BEGIN Exercise data

//! # Validation Module
//!
//! Input checks run before anything reaches the database or the fiscal
//! printer. The printer rejects malformed input with opaque device errors,
//! so we catch what we can here and give the operator a readable message.
//!
//! ## Usage
//! ```rust
//! use caixa_core::validation::{validate_document, validate_quantity};
//!
//! assert!(validate_quantity(5).is_ok());
//! assert!(validate_document("123.456.789-09").is_ok());
//! ```

use crate::error::ValidationError;
use crate::types::SaleItem;
use crate::MAX_ITEM_QUANTITY;

/// Result type for validation operations.
pub type ValidationResult<T> = Result<T, ValidationError>;

/// Longest description most fiscal printers accept on one item line.
pub const MAX_DESCRIPTION_LEN: usize = 200;

/// Validates a quantity.
///
/// ## Rules
/// - Must be positive
/// - Must not exceed [`MAX_ITEM_QUANTITY`]
pub fn validate_quantity(qty: i64) -> ValidationResult<()> {
    if qty <= 0 {
        return Err(ValidationError::MustBePositive {
            field: "quantity".to_string(),
        });
    }

    if qty > MAX_ITEM_QUANTITY {
        return Err(ValidationError::OutOfRange {
            field: "quantity".to_string(),
            min: 1,
            max: MAX_ITEM_QUANTITY,
        });
    }

    Ok(())
}

/// Validates a payment amount in cents. Zero payments are rejected.
pub fn validate_payment_amount(cents: i64) -> ValidationResult<()> {
    if cents <= 0 {
        return Err(ValidationError::MustBePositive {
            field: "payment amount".to_string(),
        });
    }
    Ok(())
}

/// Validates an item description.
pub fn validate_description(description: &str) -> ValidationResult<()> {
    let description = description.trim();

    if description.is_empty() {
        return Err(ValidationError::Required {
            field: "description".to_string(),
        });
    }

    if description.chars().count() > MAX_DESCRIPTION_LEN {
        return Err(ValidationError::TooLong {
            field: "description".to_string(),
            max: MAX_DESCRIPTION_LEN,
        });
    }

    Ok(())
}

/// Validates a sale item before it is registered.
///
/// The price is not checked: zero-priced items are legal, they are simply
/// not printed on the fiscal coupon.
pub fn validate_sale_item(item: &SaleItem) -> ValidationResult<()> {
    validate_description(&item.description_snapshot)?;
    validate_quantity(item.quantity)?;
    validate_uuid(&item.sale_id)
}

/// Validates a customer fiscal document (CPF or CNPJ).
///
/// Punctuation (`.`, `-`, `/`) and spaces are ignored; what remains must be
/// 11 digits (CPF) or 14 digits (CNPJ). Check digits are not verified.
pub fn validate_document(document: &str) -> ValidationResult<()> {
    let digits: String = document
        .chars()
        .filter(|c| !matches!(c, '.' | '-' | '/' | ' '))
        .collect();

    if digits.is_empty() {
        return Err(ValidationError::Required {
            field: "document".to_string(),
        });
    }

    if !digits.chars().all(|c| c.is_ascii_digit()) {
        return Err(ValidationError::InvalidFormat {
            field: "document".to_string(),
            reason: "must contain only digits".to_string(),
        });
    }

    match digits.len() {
        11 | 14 => Ok(()),
        n => Err(ValidationError::InvalidFormat {
            field: "document".to_string(),
            reason: format!("expected 11 (CPF) or 14 (CNPJ) digits, got {}", n),
        }),
    }
}

/// Validates a UUID string.
pub fn validate_uuid(id: &str) -> ValidationResult<()> {
    uuid::Uuid::parse_str(id).map_err(|_| ValidationError::InvalidFormat {
        field: "id".to_string(),
        reason: "must be a valid UUID".to_string(),
    })?;
    Ok(())
}

// =============================================================================
// Unit Tests
// =============================================================================

#[cfg(test)]
mod tests {
    use super::*;
    use crate::money::Money;
    use crate::types::SellableKind;

    #[test]
    fn test_validate_quantity() {
        assert!(validate_quantity(1).is_ok());
        assert!(validate_quantity(MAX_ITEM_QUANTITY).is_ok());
        assert!(validate_quantity(0).is_err());
        assert!(validate_quantity(MAX_ITEM_QUANTITY + 1).is_err());
    }

    #[test]
    fn test_validate_payment_amount() {
        assert!(validate_payment_amount(1).is_ok());
        assert!(validate_payment_amount(0).is_err());
    }

    #[test]
    fn test_validate_document() {
        assert!(validate_document("123.456.789-09").is_ok());
        assert!(validate_document("12.345.678/0001-95").is_ok());
        assert!(validate_document("").is_err());
        assert!(validate_document("1234").is_err());
        assert!(validate_document("123.456.789-0X").is_err());
    }

    #[test]
    fn test_validate_sale_item() {
        let sale_id = uuid::Uuid::new_v4().to_string();
        let item = SaleItem::new(&sale_id, "C1", "Coffee", Money::zero(), 1, SellableKind::Product);
        assert!(validate_sale_item(&item).is_ok());

        let blank = SaleItem::new(&sale_id, "C1", "  ", Money::zero(), 1, SellableKind::Product);
        assert!(matches!(
            validate_sale_item(&blank),
            Err(ValidationError::Required { .. })
        ));
    }

    #[test]
    fn test_validate_uuid() {
        assert!(validate_uuid("550e8400-e29b-41d4-a716-446655440000").is_ok());
        assert!(validate_uuid("not-a-uuid").is_err());
    }
}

END Exercise data

> [What is needed]:
An exact repeat of all the records is required.

> [Solution to the problem]:
//! # Validation Module
//!
//! Input checks run before anything reaches the database or the fiscal
//! printer. The printer rejects malformed input with opaque device errors,
//! so we catch what we can here and give the operator a readable message.
//!
//! ## Usage
//! ```rust
//! use caixa_core::validation::{validate_document, validate_quantity};
//!
//! assert!(validate_quantity(5).is_ok());
//! assert!(validate_document("123.456.789-09").is_ok());
//! ```

use crate::error::ValidationError;
use crate::types::SaleItem;
use crate::MAX_ITEM_QUANTITY;

/// Result type for validation operations.
pub type ValidationResult<T> = Result<T, ValidationError>;

/// Longest description most fiscal printers accept on one item line.
pub const MAX_DESCRIPTION_LEN: usize = 200;

/// Validates a quantity.
///
/// ## Rules
/// - Must be positive
/// - Must not exceed [`MAX_ITEM_QUANTITY`]
pub fn validate_quantity(qty: i64) -> ValidationResult<()> {
    if qty <= 0 {
        return Err(ValidationError::MustBePositive {
            field: "quantity".to_string(),
        });
    }

    if qty > MAX_ITEM_QUANTITY {
        return Err(ValidationError::OutOfRange {
            field: "quantity".to_string(),
            min: 1,
            max: MAX_ITEM_QUANTITY,
        });
    }

    Ok(())
}

/// Validates a payment amount in cents. Zero payments are rejected.
pub fn validate_payment_amount(cents: i64) -> ValidationResult<()> {
    if cents <= 0 {
        return Err(ValidationError::MustBePositive {
            field: "payment amount".to_string(),
        });
    }
    Ok(())
}

/// Validates an item description.
pub fn validate_description(description: &str) -> ValidationResult<()> {
    let description = description.trim();

    if description.is_empty() {
        return Err(ValidationError::Required {
            field: "description".to_string(),
        });
    }

    if description.chars().count() > MAX_DESCRIPTION_LEN {
        return Err(ValidationError::TooLong {
            field: "description".to_string(),
            max: MAX_DESCRIPTION_LEN,
        });
    }

    Ok(())
}

/// Validates a sale item before it is registered.
///
/// The price is not checked: zero-priced items are legal, they are simply
/// not printed on the fiscal coupon.
pub fn validate_sale_item(item: &SaleItem) -> ValidationResult<()> {
    validate_description(&item.description_snapshot)?;
    validate_quantity(item.quantity)?;
    validate_uuid(&item.sale_id)
}

/// Validates a customer fiscal document (CPF or CNPJ).
///
/// Punctuation (`.`, `-`, `/`) and spaces are ignored; what remains must be
/// 11 digits (CPF) or 14 digits (CNPJ). Check digits are not verified.
pub fn validate_document(document: &str) -> ValidationResult<()> {
    let digits: String = document
        .chars()
        .filter(|c| !matches!(c, '.' | '-' | '/' | ' '))
        .collect();

    if digits.is_empty() {
        return Err(ValidationError::Required {
            field: "document".to_string(),
        });
    }

    if !digits.chars().all(|c| c.is_ascii_digit()) {
        return Err(ValidationError::InvalidFormat {
            field: "document".to_string(),
            reason: "must contain only digits".to_string(),
        });
    }

    match digits.len() {
        11 | 14 => Ok(()),
        n => Err(ValidationError::InvalidFormat {
            field: "document".to_string(),
            reason: format!("expected 11 (CPF) or 14 (CNPJ) digits, got {}", n),
        }),
    }
}

/// Validates a UUID string.
pub fn validate_uuid(id: &str) -> ValidationResult<()> {
    uuid::Uuid::parse_str(id).map_err(|_| ValidationError::InvalidFormat {
        field: "id".to_string(),
        reason: "must be a valid UUID".to_string(),
    })?;
    Ok(())
}

// =============================================================================
// Unit Tests
// =============================================================================

#[cfg(test)]
mod tests {
    use super::*;
    use crate::money::Money;
    use crate::types::SellableKind;

    #[test]
    fn test_validate_quantity() {
        assert!(validate_quantity(1).is_ok());
        assert!(validate_quantity(MAX_ITEM_QUANTITY).is_ok());
        assert!(validate_quantity(0).is_err());
        assert!(validate_quantity(MAX_ITEM_QUANTITY + 1).is_err());
    }

    #[test]
    fn test_validate_payment_amount() {
        assert!(validate_payment_amount(1).is_ok());
        assert!(validate_payment_amount(0).is_err());
    }

    #[test]
    fn test_validate_document() {
        assert!(validate_document("123.456.789-09").is_ok());
        assert!(validate_document("12.345.678/0001-95").is_ok());
        assert!(validate_document("").is_err());
        assert!(validate_document("1234").is_err());
        assert!(validate_document("123.456.789-0X").is_err());
    }

    #[test]
    fn test_validate_sale_item() {
        let sale_id = uuid::Uuid::new_v4().to_string();
        let item = SaleItem::new(&sale_id, "C1", "Coffee", Money::zero(), 1, SellableKind::Product);
        assert!(validate_sale_item(&item).is_ok());

        let blank = SaleItem::new(&sale_id, "C1", "  ", Money::zero(), 1, SellableKind::Product);
        assert!(matches!(
            validate_sale_item(&blank),
            Err(ValidationError::Required { .. })
        ));
    }

    #[test]
    fn test_validate_uuid() {
        assert!(validate_uuid("550e8400-e29b-41d4-a716-446655440000").is_ok());
        assert!(validate_uuid("not-a-uuid").is_err());
    }
}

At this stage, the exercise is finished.